## [YOUR OBJECTIVE]
Repeat verbatim, and only, the lines of the data below, beginning at the line that contains "for count in" and stopping after the line that contains "book.apply_fill(1, SCALE /".

## [Stored data]
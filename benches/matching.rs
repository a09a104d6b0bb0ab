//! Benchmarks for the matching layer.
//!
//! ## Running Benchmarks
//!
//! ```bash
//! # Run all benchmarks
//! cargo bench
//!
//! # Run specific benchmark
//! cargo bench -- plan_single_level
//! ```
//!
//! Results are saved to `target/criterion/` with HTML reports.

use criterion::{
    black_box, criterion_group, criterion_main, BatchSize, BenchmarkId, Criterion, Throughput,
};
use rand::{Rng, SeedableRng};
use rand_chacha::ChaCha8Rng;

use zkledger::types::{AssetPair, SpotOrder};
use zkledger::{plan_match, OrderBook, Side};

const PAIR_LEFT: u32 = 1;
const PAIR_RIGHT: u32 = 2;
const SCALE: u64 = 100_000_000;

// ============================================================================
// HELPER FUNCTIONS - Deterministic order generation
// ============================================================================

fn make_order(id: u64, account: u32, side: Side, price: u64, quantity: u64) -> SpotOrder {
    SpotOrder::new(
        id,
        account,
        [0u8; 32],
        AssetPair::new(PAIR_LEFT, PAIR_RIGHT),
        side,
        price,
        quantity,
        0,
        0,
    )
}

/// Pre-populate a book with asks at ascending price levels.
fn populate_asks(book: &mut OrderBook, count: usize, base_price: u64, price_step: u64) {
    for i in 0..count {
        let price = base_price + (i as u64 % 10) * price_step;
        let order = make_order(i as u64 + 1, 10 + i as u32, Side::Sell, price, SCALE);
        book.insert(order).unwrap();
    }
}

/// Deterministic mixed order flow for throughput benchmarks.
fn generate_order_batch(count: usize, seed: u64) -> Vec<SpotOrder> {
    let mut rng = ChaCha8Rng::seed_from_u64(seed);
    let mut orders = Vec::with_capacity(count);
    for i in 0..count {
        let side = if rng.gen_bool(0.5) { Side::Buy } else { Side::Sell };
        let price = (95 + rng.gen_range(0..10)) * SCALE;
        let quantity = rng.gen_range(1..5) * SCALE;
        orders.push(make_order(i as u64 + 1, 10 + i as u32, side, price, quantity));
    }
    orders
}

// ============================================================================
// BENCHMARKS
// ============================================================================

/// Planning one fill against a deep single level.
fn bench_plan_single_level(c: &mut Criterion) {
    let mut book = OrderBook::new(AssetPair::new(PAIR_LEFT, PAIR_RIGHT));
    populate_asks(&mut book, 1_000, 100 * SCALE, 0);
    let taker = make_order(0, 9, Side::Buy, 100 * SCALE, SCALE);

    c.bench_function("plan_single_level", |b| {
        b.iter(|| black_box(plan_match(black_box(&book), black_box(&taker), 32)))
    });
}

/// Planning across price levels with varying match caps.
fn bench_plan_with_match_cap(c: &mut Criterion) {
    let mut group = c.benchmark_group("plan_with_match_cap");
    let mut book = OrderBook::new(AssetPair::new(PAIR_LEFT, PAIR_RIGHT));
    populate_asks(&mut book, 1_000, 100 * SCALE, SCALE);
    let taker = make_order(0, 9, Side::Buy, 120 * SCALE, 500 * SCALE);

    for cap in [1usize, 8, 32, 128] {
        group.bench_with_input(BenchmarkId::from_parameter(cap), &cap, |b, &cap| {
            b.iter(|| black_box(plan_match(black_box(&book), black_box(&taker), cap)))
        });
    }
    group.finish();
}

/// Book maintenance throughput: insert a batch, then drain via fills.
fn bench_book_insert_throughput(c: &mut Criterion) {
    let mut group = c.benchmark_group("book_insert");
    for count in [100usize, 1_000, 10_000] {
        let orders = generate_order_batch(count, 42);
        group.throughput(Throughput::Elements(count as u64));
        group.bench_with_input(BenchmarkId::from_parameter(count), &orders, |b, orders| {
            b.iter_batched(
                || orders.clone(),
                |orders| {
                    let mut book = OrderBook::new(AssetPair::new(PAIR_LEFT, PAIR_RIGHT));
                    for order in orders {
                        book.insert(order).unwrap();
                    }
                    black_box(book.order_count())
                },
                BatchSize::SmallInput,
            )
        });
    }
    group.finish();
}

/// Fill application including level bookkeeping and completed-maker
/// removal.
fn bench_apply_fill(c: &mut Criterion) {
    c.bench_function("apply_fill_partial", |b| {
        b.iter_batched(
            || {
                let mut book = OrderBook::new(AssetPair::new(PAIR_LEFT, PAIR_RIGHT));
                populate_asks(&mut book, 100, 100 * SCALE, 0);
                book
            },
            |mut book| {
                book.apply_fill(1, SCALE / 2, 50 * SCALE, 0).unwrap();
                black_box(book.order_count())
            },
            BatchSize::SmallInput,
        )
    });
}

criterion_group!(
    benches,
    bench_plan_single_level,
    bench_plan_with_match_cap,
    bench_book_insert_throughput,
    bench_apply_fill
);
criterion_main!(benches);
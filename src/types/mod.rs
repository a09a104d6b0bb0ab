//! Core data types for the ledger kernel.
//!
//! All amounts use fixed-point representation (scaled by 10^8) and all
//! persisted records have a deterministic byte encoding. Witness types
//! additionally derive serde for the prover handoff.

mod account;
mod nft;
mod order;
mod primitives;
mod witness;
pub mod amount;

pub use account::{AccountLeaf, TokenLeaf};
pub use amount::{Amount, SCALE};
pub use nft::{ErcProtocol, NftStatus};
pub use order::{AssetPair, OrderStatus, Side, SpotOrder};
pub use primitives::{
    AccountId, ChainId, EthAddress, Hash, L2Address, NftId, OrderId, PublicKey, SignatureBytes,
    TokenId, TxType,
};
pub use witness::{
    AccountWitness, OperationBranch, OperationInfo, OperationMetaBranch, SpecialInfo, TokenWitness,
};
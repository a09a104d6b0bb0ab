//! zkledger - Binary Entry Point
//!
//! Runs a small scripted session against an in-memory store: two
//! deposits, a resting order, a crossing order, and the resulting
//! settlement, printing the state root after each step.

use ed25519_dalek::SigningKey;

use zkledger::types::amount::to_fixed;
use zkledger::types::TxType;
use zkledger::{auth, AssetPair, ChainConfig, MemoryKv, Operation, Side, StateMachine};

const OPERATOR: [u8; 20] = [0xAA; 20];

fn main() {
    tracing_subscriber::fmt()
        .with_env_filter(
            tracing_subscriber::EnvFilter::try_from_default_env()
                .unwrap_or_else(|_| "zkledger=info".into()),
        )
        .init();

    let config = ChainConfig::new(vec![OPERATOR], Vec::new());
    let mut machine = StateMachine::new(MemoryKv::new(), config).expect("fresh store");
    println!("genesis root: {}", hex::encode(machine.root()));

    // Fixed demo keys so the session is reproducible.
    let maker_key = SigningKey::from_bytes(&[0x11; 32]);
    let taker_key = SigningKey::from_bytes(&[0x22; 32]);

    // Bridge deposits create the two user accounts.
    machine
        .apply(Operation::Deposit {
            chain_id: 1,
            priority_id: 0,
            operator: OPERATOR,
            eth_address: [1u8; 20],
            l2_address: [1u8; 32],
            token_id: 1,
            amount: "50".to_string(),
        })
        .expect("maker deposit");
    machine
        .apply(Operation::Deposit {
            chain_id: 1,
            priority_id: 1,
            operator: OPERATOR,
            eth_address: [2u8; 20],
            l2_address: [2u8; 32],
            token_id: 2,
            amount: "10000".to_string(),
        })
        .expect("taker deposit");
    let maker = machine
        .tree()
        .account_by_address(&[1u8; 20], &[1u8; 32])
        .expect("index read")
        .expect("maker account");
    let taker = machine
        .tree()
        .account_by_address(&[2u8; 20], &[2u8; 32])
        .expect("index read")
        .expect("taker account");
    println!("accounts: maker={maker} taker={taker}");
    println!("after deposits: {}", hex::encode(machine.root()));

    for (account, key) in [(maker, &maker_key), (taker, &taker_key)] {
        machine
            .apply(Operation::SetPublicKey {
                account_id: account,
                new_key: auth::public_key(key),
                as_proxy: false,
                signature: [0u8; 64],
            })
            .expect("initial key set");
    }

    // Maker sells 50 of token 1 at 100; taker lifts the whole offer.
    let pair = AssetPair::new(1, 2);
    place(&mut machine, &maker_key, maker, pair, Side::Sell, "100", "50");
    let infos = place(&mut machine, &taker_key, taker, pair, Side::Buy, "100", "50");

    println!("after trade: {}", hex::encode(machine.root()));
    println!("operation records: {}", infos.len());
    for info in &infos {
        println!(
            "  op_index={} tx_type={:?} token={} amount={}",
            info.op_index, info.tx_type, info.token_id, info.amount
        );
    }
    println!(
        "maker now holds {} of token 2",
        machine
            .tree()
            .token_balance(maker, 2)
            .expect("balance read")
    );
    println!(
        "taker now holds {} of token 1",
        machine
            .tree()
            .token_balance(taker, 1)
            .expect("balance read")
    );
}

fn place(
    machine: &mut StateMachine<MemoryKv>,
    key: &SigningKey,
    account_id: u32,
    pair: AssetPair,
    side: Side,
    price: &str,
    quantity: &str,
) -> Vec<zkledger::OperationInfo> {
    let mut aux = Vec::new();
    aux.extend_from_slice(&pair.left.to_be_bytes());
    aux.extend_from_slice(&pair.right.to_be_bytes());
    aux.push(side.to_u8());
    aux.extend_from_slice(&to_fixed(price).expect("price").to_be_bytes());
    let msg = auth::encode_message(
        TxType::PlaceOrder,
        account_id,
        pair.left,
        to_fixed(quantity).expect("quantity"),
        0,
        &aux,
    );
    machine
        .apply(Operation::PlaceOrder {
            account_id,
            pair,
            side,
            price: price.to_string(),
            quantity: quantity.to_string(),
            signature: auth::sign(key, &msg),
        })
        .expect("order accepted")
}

* * *

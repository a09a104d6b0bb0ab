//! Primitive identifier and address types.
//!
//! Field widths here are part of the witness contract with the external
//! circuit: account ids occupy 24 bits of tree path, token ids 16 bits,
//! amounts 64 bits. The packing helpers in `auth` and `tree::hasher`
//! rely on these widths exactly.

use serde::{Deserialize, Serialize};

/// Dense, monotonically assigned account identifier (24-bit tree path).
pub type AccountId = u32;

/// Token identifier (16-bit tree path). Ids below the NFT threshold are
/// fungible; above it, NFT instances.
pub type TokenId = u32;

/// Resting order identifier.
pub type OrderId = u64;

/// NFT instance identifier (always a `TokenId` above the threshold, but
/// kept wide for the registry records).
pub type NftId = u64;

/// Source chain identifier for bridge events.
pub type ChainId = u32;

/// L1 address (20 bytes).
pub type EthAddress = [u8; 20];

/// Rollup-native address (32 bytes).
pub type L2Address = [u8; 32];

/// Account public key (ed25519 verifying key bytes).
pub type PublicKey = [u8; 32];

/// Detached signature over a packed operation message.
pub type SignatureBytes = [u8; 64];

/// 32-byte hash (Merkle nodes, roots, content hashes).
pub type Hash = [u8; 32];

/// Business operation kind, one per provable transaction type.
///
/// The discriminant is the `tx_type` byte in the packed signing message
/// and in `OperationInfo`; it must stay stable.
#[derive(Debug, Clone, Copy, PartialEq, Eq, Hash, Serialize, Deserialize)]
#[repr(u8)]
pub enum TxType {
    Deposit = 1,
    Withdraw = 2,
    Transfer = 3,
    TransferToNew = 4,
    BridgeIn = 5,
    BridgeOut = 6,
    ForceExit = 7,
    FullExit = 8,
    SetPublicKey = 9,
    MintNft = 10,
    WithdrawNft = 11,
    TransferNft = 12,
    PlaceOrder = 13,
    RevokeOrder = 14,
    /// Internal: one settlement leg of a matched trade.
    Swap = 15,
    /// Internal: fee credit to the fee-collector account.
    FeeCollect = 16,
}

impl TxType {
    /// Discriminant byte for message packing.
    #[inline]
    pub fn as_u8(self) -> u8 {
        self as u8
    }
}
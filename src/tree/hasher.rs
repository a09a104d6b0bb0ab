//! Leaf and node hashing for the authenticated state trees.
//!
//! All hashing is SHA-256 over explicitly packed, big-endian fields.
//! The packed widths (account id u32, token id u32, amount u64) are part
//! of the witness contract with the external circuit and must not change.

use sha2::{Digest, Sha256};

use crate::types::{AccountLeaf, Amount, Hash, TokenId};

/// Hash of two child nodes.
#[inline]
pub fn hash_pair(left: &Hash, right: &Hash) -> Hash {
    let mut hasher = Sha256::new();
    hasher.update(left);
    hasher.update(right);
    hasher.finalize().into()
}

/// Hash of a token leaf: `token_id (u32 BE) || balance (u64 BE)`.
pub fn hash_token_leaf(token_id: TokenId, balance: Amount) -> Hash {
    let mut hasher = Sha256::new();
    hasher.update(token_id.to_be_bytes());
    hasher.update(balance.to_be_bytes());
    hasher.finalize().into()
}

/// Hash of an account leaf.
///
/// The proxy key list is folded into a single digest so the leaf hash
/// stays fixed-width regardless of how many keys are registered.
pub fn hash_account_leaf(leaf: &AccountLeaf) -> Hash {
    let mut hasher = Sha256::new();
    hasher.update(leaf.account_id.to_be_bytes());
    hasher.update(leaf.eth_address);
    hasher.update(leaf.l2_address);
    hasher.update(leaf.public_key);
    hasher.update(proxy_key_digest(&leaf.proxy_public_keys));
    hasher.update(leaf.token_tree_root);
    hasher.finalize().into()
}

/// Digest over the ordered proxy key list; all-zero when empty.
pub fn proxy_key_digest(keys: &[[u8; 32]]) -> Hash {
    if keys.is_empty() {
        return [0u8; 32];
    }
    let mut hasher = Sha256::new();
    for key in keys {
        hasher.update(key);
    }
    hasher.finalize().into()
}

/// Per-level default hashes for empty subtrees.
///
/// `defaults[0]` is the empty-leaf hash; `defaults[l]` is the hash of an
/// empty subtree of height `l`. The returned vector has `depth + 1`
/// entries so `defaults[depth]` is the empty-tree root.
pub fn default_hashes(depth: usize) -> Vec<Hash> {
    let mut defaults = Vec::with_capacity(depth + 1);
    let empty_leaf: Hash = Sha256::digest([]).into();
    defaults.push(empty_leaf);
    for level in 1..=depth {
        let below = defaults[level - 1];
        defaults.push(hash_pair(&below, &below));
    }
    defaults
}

## [TASK ANSWER]
    for count in [100usize, 1_000, 10_000] {
        let orders = generate_order_batch(count, 42);
        group.throughput(Throughput::Elements(count as u64));
        group.bench_with_input(BenchmarkId::from_parameter(count), &orders, |b, orders| {
            b.iter_batched(
                || orders.clone(),
                |orders| {
                    let mut book = OrderBook::new(AssetPair::new(PAIR_LEFT, PAIR_RIGHT));
                    for order in orders {
                        book.insert(order).unwrap();
                    }
                    black_box(book.order_count())
                },
                BatchSize::SmallInput,
            )
        });
    }
    group.finish();
}

/// Fill application including level bookkeeping and completed-maker
/// removal.
fn bench_apply_fill(c: &mut Criterion) {
    c.bench_function("apply_fill_partial", |b| {
        b.iter_batched(
            || {
                let mut book = OrderBook::new(AssetPair::new(PAIR_LEFT, PAIR_RIGHT));
                populate_asks(&mut book, 100, 100 * SCALE, 0);
                book
            },
            |mut book| {
                book.apply_fill(1, SCALE / 2, 50 * SCALE, 0).unwrap();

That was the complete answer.